During 2008–09 we have seen vendors increasing their interest in the Asia-Pacific region, with Asian vendors also jumping on the video bandwagon. “This increased interest is due to the great potential in the Asian market, which not only boasts technology-savvy markets such as Japan and Korea but has also seen pronounced growth in global enterprise relationships with China”, adds Mr Molony, author of a newly published report “Business video 2010-14: chasing revenues in managed telepresence”. Videoconferencing solutions such as telepresence could ensure that these relationships can grow without the need for travel.
Vendors are also moving into the Asia-Pacific region as the opportunity presents itself to share managed service charges as well as equipment sales revenues. This is a very attractive proposition and is not an option in other markets, where global telecoms operators are mainly responsible for the management of telepresence solutions.
Among developments in the Asia-Pacific this year from vendors, Polycom has launched a room rental service for telepresence in seven countries; Huawei has launched a telepresence solution to compete in its local market, where it partners with China Telecom to help distribute its equipment, and Tandberg has opened a T3 telepresence room in Hong Kong to encourage enterprises to experience telepresence. Service providers like Tata Communications in India, Telstra in Australia and CPCnet in Hong Kong have launched managed telepresence in region.

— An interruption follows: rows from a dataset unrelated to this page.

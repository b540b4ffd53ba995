//! Level configuration table
//!
//! A static, ordered mapping from level number to spawn interval, population
//! cap, motion pattern selection, speed scalar and advance threshold. Loaded
//! once (built-in table or JSON) and immutable afterwards; the last level is
//! a terminal plateau that never advances.

use serde::{Deserialize, Serialize};
use thiserror::Error;

use super::motion::MotionPattern;

/// How a level picks the motion pattern for each spawn
#[derive(Debug, Clone, Copy, PartialEq, Eq, Serialize, Deserialize)]
#[serde(rename_all = "snake_case")]
pub enum PatternChoice {
    /// Every spawn uses the same pattern
    Fixed(MotionPattern),
    /// Uniformly random pattern per spawn
    Random,
}

/// Immutable per-level configuration
#[derive(Debug, Clone, Serialize, Deserialize)]
pub struct LevelConfig {
    /// Level number (table key, 1-based)
    pub level: u32,
    /// Maximum simultaneous live entities
    pub cap: usize,
    /// Spawn scheduler period
    pub spawn_interval_ms: u32,
    /// Pattern selection for each spawn
    pub pattern: PatternChoice,
    /// Speed scalar applied to every motion profile
    pub speed: f32,
    /// Score needed to advance; `None` marks the terminal plateau level
    pub advance_at: Option<u32>,
    /// Probability that a pop-up spawn is a trap
    #[serde(default)]
    pub trap_chance: f32,
}

/// Errors from building or loading a level table
#[derive(Debug, Error)]
pub enum TableError {
    #[error("level table JSON: {0}")]
    Parse(#[from] serde_json::Error),
    #[error("level table is empty")]
    Empty,
    #[error("level numbers must be contiguous from 1: expected {expected}, found {found}")]
    NonContiguous { expected: u32, found: u32 },
    #[error("level {0} has a zero population cap")]
    ZeroCap(u32),
    #[error("level {0} has a zero spawn interval")]
    ZeroInterval(u32),
    #[error("level {0} has a non-positive speed")]
    NonPositiveSpeed(u32),
    #[error("level {level} trap chance {chance} is outside [0, 1]")]
    TrapChanceRange { level: u32, chance: f32 },
    #[error("level {0} never advances but is not the last level")]
    MisplacedTerminal(u32),
    #[error("the last level must never advance")]
    NonTerminalLast,
}

/// Ordered table of level configurations, keyed by level number
#[derive(Debug, Clone, Serialize, Deserialize)]
#[serde(try_from = "Vec<LevelConfig>", into = "Vec<LevelConfig>")]
pub struct LevelTable {
    levels: Vec<LevelConfig>,
}

impl LevelTable {
    /// Build a table, validating contiguity, caps, numeric ranges and
    /// terminal placement
    pub fn new(levels: Vec<LevelConfig>) -> Result<Self, TableError> {
        if levels.is_empty() {
            return Err(TableError::Empty);
        }
        let last = levels.len() - 1;
        for (i, cfg) in levels.iter().enumerate() {
            let expected = i as u32 + 1;
            if cfg.level != expected {
                return Err(TableError::NonContiguous {
                    expected,
                    found: cfg.level,
                });
            }
            if cfg.cap == 0 {
                return Err(TableError::ZeroCap(cfg.level));
            }
            if cfg.spawn_interval_ms == 0 {
                return Err(TableError::ZeroInterval(cfg.level));
            }
            // Rejects NaN too
            if !(cfg.speed > 0.0) {
                return Err(TableError::NonPositiveSpeed(cfg.level));
            }
            if !(0.0..=1.0).contains(&cfg.trap_chance) {
                return Err(TableError::TrapChanceRange {
                    level: cfg.level,
                    chance: cfg.trap_chance,
                });
            }
            if cfg.advance_at.is_none() && i != last {
                return Err(TableError::MisplacedTerminal(cfg.level));
            }
        }
        if levels[last].advance_at.is_some() {
            return Err(TableError::NonTerminalLast);
        }
        Ok(Self { levels })
    }

    /// Parse a table from JSON (an array of level configs)
    pub fn from_json(json: &str) -> Result<Self, TableError> {
        let levels: Vec<LevelConfig> = serde_json::from_str(json)?;
        Self::new(levels)
    }

    /// Look up a level; `None` for undefined levels
    pub fn get(&self, level: u32) -> Option<&LevelConfig> {
        self.levels.get(level.checked_sub(1)? as usize)
    }

    /// Level 1 configuration
    pub fn first(&self) -> &LevelConfig {
        &self.levels[0]
    }

    /// Highest defined level number
    pub fn last_level(&self) -> u32 {
        self.levels.len() as u32
    }
}

impl Default for LevelTable {
    /// Built-in seven-level progression ending on a terminal random level
    fn default() -> Self {
        use MotionPattern::*;
        let lvl = |level, cap, spawn_interval_ms, pattern, speed, advance_at, trap_chance| {
            LevelConfig {
                level,
                cap,
                spawn_interval_ms,
                pattern,
                speed,
                advance_at,
                trap_chance,
            }
        };
        let levels = vec![
            lvl(1, 3, 1500, PatternChoice::Fixed(Linear), 1.0, Some(10), 0.0),
            lvl(2, 4, 1200, PatternChoice::Fixed(Zigzag), 1.0, Some(25), 0.0),
            lvl(3, 5, 1000, PatternChoice::Fixed(Arc), 1.1, Some(45), 0.0),
            lvl(4, 5, 900, PatternChoice::Fixed(Spiral), 1.2, Some(70), 0.0),
            lvl(5, 6, 800, PatternChoice::Fixed(Bounce), 1.2, Some(100), 0.0),
            lvl(6, 4, 1000, PatternChoice::Fixed(PopUp), 1.0, Some(140), 0.2),
            lvl(7, 6, 650, PatternChoice::Random, 1.3, None, 0.15),
        ];
        Self::new(levels).expect("built-in level table is valid")
    }
}

impl TryFrom<Vec<LevelConfig>> for LevelTable {
    type Error = TableError;

    fn try_from(levels: Vec<LevelConfig>) -> Result<Self, Self::Error> {
        Self::new(levels)
    }
}

impl From<LevelTable> for Vec<LevelConfig> {
    fn from(table: LevelTable) -> Self {
        table.levels
    }
}
//! Target Rush - entity lifecycle and motion engine for an arcade reflex game
//!
//! Core modules:
//! - `sim`: Deterministic simulation (motion profiles, entity registry, levels, game state)
//! - `backend`: Collaborator traits for rendering, audio and score presentation
//! - `session`: Embedding glue that drives the sim from wall-clock callbacks
//!
//! The crate has no rendering, audio or platform code of its own. An embedder
//! implements the `backend` traits, forwards pointer hits and frame callbacks
//! to a [`session::GameSession`], and the sim does the rest.

pub mod backend;
pub mod session;
pub mod sim;

pub use backend::{AudioSink, NullBackend, Presenter, Renderer, VisualHandle, VisualKind};
pub use session::GameSession;

/// Engine tuning constants
pub mod consts {
    /// Fixed simulation timestep (60 Hz)
    pub const SIM_DT: f32 = 1.0 / 60.0;
    /// Maximum substeps per frame callback to prevent spiral of death
    pub const MAX_SUBSTEPS: u32 = 8;

    /// Margin kept around random spawn positions (surface units)
    pub const SPAWN_MARGIN: f32 = 100.0;

    /// Linear/zigzag horizontal speed at speed scalar 1.0 (units/sec)
    pub const LINEAR_SPEED: f32 = 120.0;

    /// Parabolic arc crossing duration at speed scalar 1.0
    pub const ARC_DURATION_MS: u32 = 3000;
    /// Arc apex height as a fraction of surface height
    pub const ARC_PEAK_FRACTION: f32 = 0.6;

    /// Zigzag vertical amplitude around the surface center
    pub const ZIGZAG_AMPLITUDE: f32 = 100.0;
    /// Zigzag oscillation frequency at speed scalar 1.0 (Hz)
    pub const ZIGZAG_FREQ_HZ: f32 = 1.2;

    /// Spiral angular growth at speed scalar 1.0 (radians/sec)
    pub const SPIRAL_ANGLE_RATE: f32 = 2.4;
    /// Spiral radial growth at speed scalar 1.0 (units/sec)
    pub const SPIRAL_RADIUS_RATE: f32 = 45.0;

    /// Downward gravity for the bounce profile (units/sec²)
    pub const BOUNCE_GRAVITY: f32 = 900.0;
    /// Energy kept on each floor bounce
    pub const BOUNCE_RESTITUTION: f32 = 0.7;
    /// Vertical speed below which a floor-resting entity counts as stopped
    pub const BOUNCE_REST_EPSILON: f32 = 12.0;

    /// Pop-up rise duration at speed scalar 1.0
    pub const POP_RISE_MS: u32 = 300;
    /// Pop-up hold duration at speed scalar 1.0
    pub const POP_HOLD_MS: u32 = 1100;
    /// Pop-up retract duration at speed scalar 1.0
    pub const POP_RETRACT_MS: u32 = 300;
    /// How far below the bottom edge a pop-up starts
    pub const POP_DEPTH: f32 = 120.0;

    /// Lifetime of the burst effect shown where an entity was hit
    pub const BURST_LIFETIME_MS: u32 = 500;
}

/// Convert a millisecond duration to whole simulation ticks (at least one)
#[inline]
pub fn ticks_from_ms(ms: u32) -> u64 {
    ((ms as f32 / 1000.0) / consts::SIM_DT).round().max(1.0) as u64
}

/// Seconds of simulated time covered by `ticks`
#[inline]
pub fn secs_from_ticks(ticks: u64) -> f32 {
    ticks as f32 * consts::SIM_DT
}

Ovum forecasts that revenues from suite-based videoconferencing (including telepresence) are oustripping revenues for desktop videoconferencing in Asia-Pacific and will be worth 53% of total business videoconferencing revenues of $360 million in the region in 2012. Whereas in other regions like North America and Europe, price regression and competitive pressures will leave suites-based video at 14% and 28% of the market respectively.